Pour s’adresser au résident/patient, utilisons un langage accessible, compréhensible pour lui. Ensuite, ayons conscience de nos propres limites : nous ne pouvons pas tout connaître. C’est faire preuve d’humilité que dire à quelqu’un « je ne sais pas ». Dans nos propos à l’autre, évitons de l’infantiliser, c’est insupportable, et source potentielle d’agressivité. Nous connaissons tous « la petite piqûre »…Soyons vigilants, n’abusons pas de ce faux pouvoir que constituent nos quelques connaissances d’êtres en santé, face à celui ou celle qui est devenu dépendant.
Un autre outil intéressant, c’est l’humour. L’humour permet souvent de désamorcer l’amorce d’un conflit ; cette manière de communiquer aide à alléger l’atmosphère, et à relativiser les choses, prendre du recul…
Comment encore prévenir l’agressivité dans le soin ? Au-delà de l’acte technique (si technicité il y a) dans le soin, il est nécessaire d’y ajouter tout le savoir-être du professionnel pour entrer en relation.
Soyons authentique dans notre rapport à l’autre, mais d’abord soyons vrai envers nous-mêmes. Chaque personne a droit au respect, qu’il soit soignant ou soigné. Le respect, c’est tenter d’accueillir la singularité de cet autre.

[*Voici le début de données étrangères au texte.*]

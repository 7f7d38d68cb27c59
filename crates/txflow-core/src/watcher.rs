//! Block head delivery.
//!
//! With a subscription transport the watcher opens an `eth_subscribe`
//! `newHeads` subscription. Without one it polls `eth_blockNumber` on the
//! module's polling interval and fetches every new header with
//! `eth_getBlockByNumber`, delivering them in height order.

use crate::methods::registry;
use crate::module::ModuleContext;
use crate::MethodError;
use serde_json::{json, Value};
use std::sync::Arc;
use std::time::Duration;
use tokio::sync::mpsc;
use tokio::task::JoinHandle;
use tokio::time::MissedTickBehavior;
use txflow_transport::{RpcTransport, SubscriptionTransport};
use txflow_types::{parse_quantity, BlockHeader};

const POLLING_BUFFER: usize = 64;

#[derive(Debug, Clone, Copy, Default)]
pub struct NewHeadsWatcher;

impl NewHeadsWatcher {
	/// Starts delivering headers. The returned subscription must be released
	/// with [`HeadSubscription::unsubscribe`].
	pub async fn watch(&self, module: &ModuleContext) -> Result<HeadSubscription, MethodError> {
		match module.subscriptions() {
			Some(transport) => {
				let subscription = transport.subscribe(vec![json!("newHeads")]).await?;
				tracing::debug!(subscription = %subscription.id, "Subscribed to newHeads");
				Ok(HeadSubscription {
					inner: Inner::Socket {
						id: subscription.id,
						notifications: subscription.notifications,
						transport: Arc::clone(transport),
					},
				})
			}
			None => {
				let (sender, headers) = mpsc::channel(POLLING_BUFFER);
				let task = tokio::spawn(poll_heads(
					Arc::clone(module.transport()),
					module.options().polling_interval,
					sender,
				));
				tracing::debug!("Polling for new heads");
				Ok(HeadSubscription {
					inner: Inner::Polling { headers, task },
				})
			}
		}
	}
}

/// A stream of block headers owned by one workflow run.
pub struct HeadSubscription {
	inner: Inner,
}

enum Inner {
	Socket {
		id: String,
		notifications: mpsc::Receiver<Value>,
		transport: Arc<dyn SubscriptionTransport>,
	},
	Polling {
		headers: mpsc::Receiver<BlockHeader>,
		task: JoinHandle<()>,
	},
}

impl HeadSubscription {
	/// Next header, or `None` once the source has closed.
	pub async fn next(&mut self) -> Option<BlockHeader> {
		match &mut self.inner {
			Inner::Socket { notifications, .. } => loop {
				let notification = notifications.recv().await?;
				match serde_json::from_value(notification) {
					Ok(header) => return Some(header),
					Err(e) => tracing::warn!(error = %e, "Ignoring malformed newHeads notification"),
				}
			},
			Inner::Polling { headers, .. } => headers.recv().await,
		}
	}

	/// Releases the subscription. Failures are logged, not returned.
	pub async fn unsubscribe(self) {
		match self.inner {
			Inner::Socket { id, transport, .. } => {
				if let Err(e) = transport.unsubscribe(&id).await {
					tracing::warn!(subscription = %id, error = %e, "Failed to unsubscribe from newHeads");
				}
			}
			Inner::Polling { task, .. } => task.abort(),
		}
	}
}

async fn poll_heads(
	transport: Arc<dyn RpcTransport>,
	period: Duration,
	sender: mpsc::Sender<BlockHeader>,
) {
	let mut interval = tokio::time::interval(period);
	interval.set_missed_tick_behavior(MissedTickBehavior::Delay);
	let mut last: Option<u64> = None;

	loop {
		interval.tick().await;

		let current = match latest_block_number(transport.as_ref()).await {
			Ok(number) => number,
			Err(e) => {
				tracing::warn!(error = %e, "Failed to poll block number");
				continue;
			}
		};

		let first = match last {
			Some(last) if current <= last => continue,
			Some(last) => last + 1,
			None => current,
		};

		for number in first..=current {
			match block_header(transport.as_ref(), number).await {
				Ok(Some(header)) => {
					last = Some(number);
					if sender.send(header).await.is_err() {
						return;
					}
				}
				Ok(None) => break,
				Err(e) => {
					tracing::warn!(block = number, error = %e, "Failed to fetch block header");
					break;
				}
			}
		}
	}
}

async fn latest_block_number(transport: &dyn RpcTransport) -> Result<u64, MethodError> {
	let value = transport
		.call(registry::GET_BLOCK_NUMBER.rpc_method, Vec::new())
		.await?;
	Ok(parse_quantity(&value)?)
}

async fn block_header(
	transport: &dyn RpcTransport,
	number: u64,
) -> Result<Option<BlockHeader>, MethodError> {
	let value = transport
		.call(
			registry::GET_BLOCK_BY_NUMBER.rpc_method,
			vec![json!(format!("{:#x}", number)), json!(false)],
		)
		.await?;
	if value.is_null() {
		return Ok(None);
	}
	serde_json::from_value(value)
		.map(Some)
		.map_err(|e| MethodError::Decode(format!("block header: {}", e)))
}
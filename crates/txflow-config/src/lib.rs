//! Configuration module for the txflow pipeline.
//!
//! This module loads the module-level settings the submission operation and
//! the confirmation workflow read: the node endpoint, transaction defaults,
//! confirmation depth and timeout, and the managed wallet keys. Configuration
//! is TOML with `${VAR}` and `${VAR:-default}` environment substitution.

use regex::Regex;
use serde::{Deserialize, Serialize};
use std::path::Path;
use std::str::FromStr;
use thiserror::Error;
use txflow_types::{Address, PrivateKey};

/// Errors that can occur during configuration operations.
#[derive(Debug, Error)]
pub enum ConfigError {
	/// Error that occurs during file I/O operations.
	#[error("IO error: {0}")]
	Io(#[from] std::io::Error),
	/// Error that occurs when parsing TOML configuration.
	#[error("Configuration error: {0}")]
	Parse(String),
	/// Error that occurs when configuration validation fails.
	#[error("Validation error: {0}")]
	Validation(String),
}

impl From<toml::de::Error> for ConfigError {
	fn from(err: toml::de::Error) -> Self {
		// Extract just the message without the huge input dump
		ConfigError::Parse(err.message().to_string())
	}
}

/// Top-level configuration.
#[derive(Debug, Clone, Deserialize, Serialize)]
pub struct Config {
	/// Node endpoint settings.
	pub rpc: RpcConfig,
	/// Defaults applied to outgoing transactions and confirmation policy.
	#[serde(default)]
	pub transaction: TransactionConfig,
	/// Managed wallet accounts.
	#[serde(default)]
	pub account: AccountConfig,
}

/// Node endpoint settings.
#[derive(Debug, Clone, Deserialize, Serialize)]
pub struct RpcConfig {
	/// JSON-RPC HTTP endpoint.
	pub url: String,
	/// Interval between `eth_blockNumber` polls when no subscription
	/// transport is available. Defaults to 1000 ms.
	#[serde(default = "default_polling_interval_ms")]
	pub polling_interval_ms: u64,
}

/// Transaction defaults and confirmation policy.
#[derive(Debug, Clone, Deserialize, Serialize)]
pub struct TransactionConfig {
	/// Sender used when a request omits `from`.
	pub default_account: Option<Address>,
	/// Gas limit used when a request omits `gas`.
	pub default_gas: Option<u64>,
	/// Gas price in wei used when a request omits `gasPrice`. When unset the
	/// node's `eth_gasPrice` estimate is used.
	pub default_gas_price: Option<u64>,
	/// Blocks required on top of the including block before a transaction
	/// counts as confirmed. Defaults to 24.
	#[serde(default = "default_confirmation_blocks")]
	pub confirmation_blocks: u64,
	/// Blocks to wait for a receipt before giving up. Defaults to 50.
	#[serde(default = "default_block_timeout")]
	pub block_timeout: u64,
}

impl Default for TransactionConfig {
	fn default() -> Self {
		Self {
			default_account: None,
			default_gas: None,
			default_gas_price: None,
			confirmation_blocks: default_confirmation_blocks(),
			block_timeout: default_block_timeout(),
		}
	}
}

/// Managed wallet accounts.
#[derive(Debug, Clone, Default, Deserialize, Serialize)]
pub struct AccountConfig {
	/// Hex private keys; the wallet indexes them by derived address.
	#[serde(default)]
	pub private_keys: Vec<PrivateKey>,
}

/// Largest confirmation target whose events fit the per-transaction event
/// buffer, so subscribers never skip a confirmation.
pub const MAX_CONFIRMATION_BLOCKS: u64 = 4093;

fn default_polling_interval_ms() -> u64 {
	1000
}

fn default_confirmation_blocks() -> u64 {
	24
}

fn default_block_timeout() -> u64 {
	50
}

/// Resolves environment variables in a string.
///
/// Replaces ${VAR_NAME} with the value of the environment variable VAR_NAME.
/// Supports default values with ${VAR_NAME:-default_value}.
///
/// Input strings are limited to 1MB.
pub(crate) fn resolve_env_vars(input: &str) -> Result<String, ConfigError> {
	const MAX_INPUT_SIZE: usize = 1024 * 1024;
	if input.len() > MAX_INPUT_SIZE {
		return Err(ConfigError::Validation(format!(
			"Configuration file too large: {} bytes (max: {} bytes)",
			input.len(),
			MAX_INPUT_SIZE
		)));
	}

	let re = Regex::new(r"\$\{([A-Z_][A-Z0-9_]{0,127})(?::-([^}]{0,256}))?\}")
		.map_err(|e| ConfigError::Parse(format!("Regex error: {}", e)))?;

	let mut result = String::with_capacity(input.len());
	let mut last = 0;

	for cap in re.captures_iter(input) {
		let (Some(full_match), Some(var_name)) = (cap.get(0), cap.get(1)) else {
			continue;
		};
		let value = match std::env::var(var_name.as_str()) {
			Ok(v) => v,
			Err(_) => match cap.get(2) {
				Some(default) => default.as_str().to_string(),
				None => {
					return Err(ConfigError::Validation(format!(
						"Environment variable '{}' not found",
						var_name.as_str()
					)))
				}
			},
		};

		result.push_str(&input[last..full_match.start()]);
		result.push_str(&value);
		last = full_match.end();
	}
	result.push_str(&input[last..]);

	Ok(result)
}

impl Config {
	/// Loads configuration from a TOML file, resolving environment variables.
	pub async fn from_file(path: impl AsRef<Path>) -> Result<Self, ConfigError> {
		let content = tokio::fs::read_to_string(path.as_ref()).await?;
		content.parse()
	}

	/// Validates the configuration.
	///
	/// - The RPC url must be an http(s) endpoint
	/// - The polling interval must be positive
	/// - The block timeout must be positive
	/// - The confirmation target must not exceed [`MAX_CONFIRMATION_BLOCKS`]
	/// - Private keys must be non-empty
	fn validate(&self) -> Result<(), ConfigError> {
		let url = self.rpc.url.trim();
		if url.is_empty() {
			return Err(ConfigError::Validation("RPC url cannot be empty".into()));
		}
		if !["http://", "https://"]
			.iter()
			.any(|scheme| url.starts_with(scheme))
		{
			return Err(ConfigError::Validation(format!(
				"RPC url '{}' must use http or https",
				url
			)));
		}
		if self.rpc.polling_interval_ms == 0 {
			return Err(ConfigError::Validation(
				"rpc.polling_interval_ms must be greater than 0".into(),
			));
		}
		if self.transaction.block_timeout == 0 {
			return Err(ConfigError::Validation(
				"transaction.block_timeout must be greater than 0".into(),
			));
		}
		if self.transaction.confirmation_blocks > MAX_CONFIRMATION_BLOCKS {
			return Err(ConfigError::Validation(format!(
				"transaction.confirmation_blocks must be at most {}",
				MAX_CONFIRMATION_BLOCKS
			)));
		}
		if let Some(index) = self
			.account
			.private_keys
			.iter()
			.position(PrivateKey::is_empty)
		{
			return Err(ConfigError::Validation(format!(
				"account.private_keys[{}] cannot be empty",
				index
			)));
		}
		Ok(())
	}
}

impl FromStr for Config {
	type Err = ConfigError;

	fn from_str(s: &str) -> Result<Self, Self::Err> {
		let resolved = resolve_env_vars(s)?;
		let config: Config = toml::from_str(&resolved)?;
		config.validate()?;
		Ok(config)
	}
}
//! Common types module for the txflow transaction pipeline.
//!
//! This module defines the data types shared by every txflow crate: the
//! transaction request that callers fill in, the receipt and block header
//! shapes returned by the node, and the static method descriptors used by the
//! method factory.

/// Block header types delivered by the head watcher.
pub mod block;
/// Static RPC method descriptors.
pub mod method;
/// Transaction receipt and log types.
pub mod receipt;
/// Redacted private key wrapper.
pub mod secret;
/// Transaction request and signed payload types.
pub mod transaction;
/// Utility functions for hex quantities and display formatting.
pub mod utils;

// Re-export all types for convenient access
pub use alloy::primitives::{Address, Bytes, B256, U256};
pub use block::BlockHeader;
pub use method::{MethodDescriptor, MethodKind};
pub use receipt::{Log, TransactionReceipt};
pub use secret::PrivateKey;
pub use transaction::{SignedTransaction, SubmittedTransaction, TransactionRequest};
pub use utils::{
	parse_quantity, parse_quantity_u128, truncate_id, without_0x_prefix,
	QuantityError,
};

Tenter de respecter est un essai, mais il est nécessaire de travailler cette valeur importante qu’est le respect. Cette croyance en l’humain singulier mérite notre attention. Si je ne regarde pas l’humain, je ne peux pas le respecter. Le respect se travaille dans chaque situation : regarder l’autre pour mieux le voir.
RE– : à nouveau
SPECT : spectateur
Face à l’humain singulier, je n’ai pas d’autre choix que de renoncer à comparer ; chaque être est unique. Je ne peux pas hiérarchiser, car chacun a une importance. Il y a des situations de soins singulières : à chaque fois, la complexité de soins est à nulle autre pareille. D’où la nécessité de remettre systématiquement le curseur de notre propre agressivité à zéro.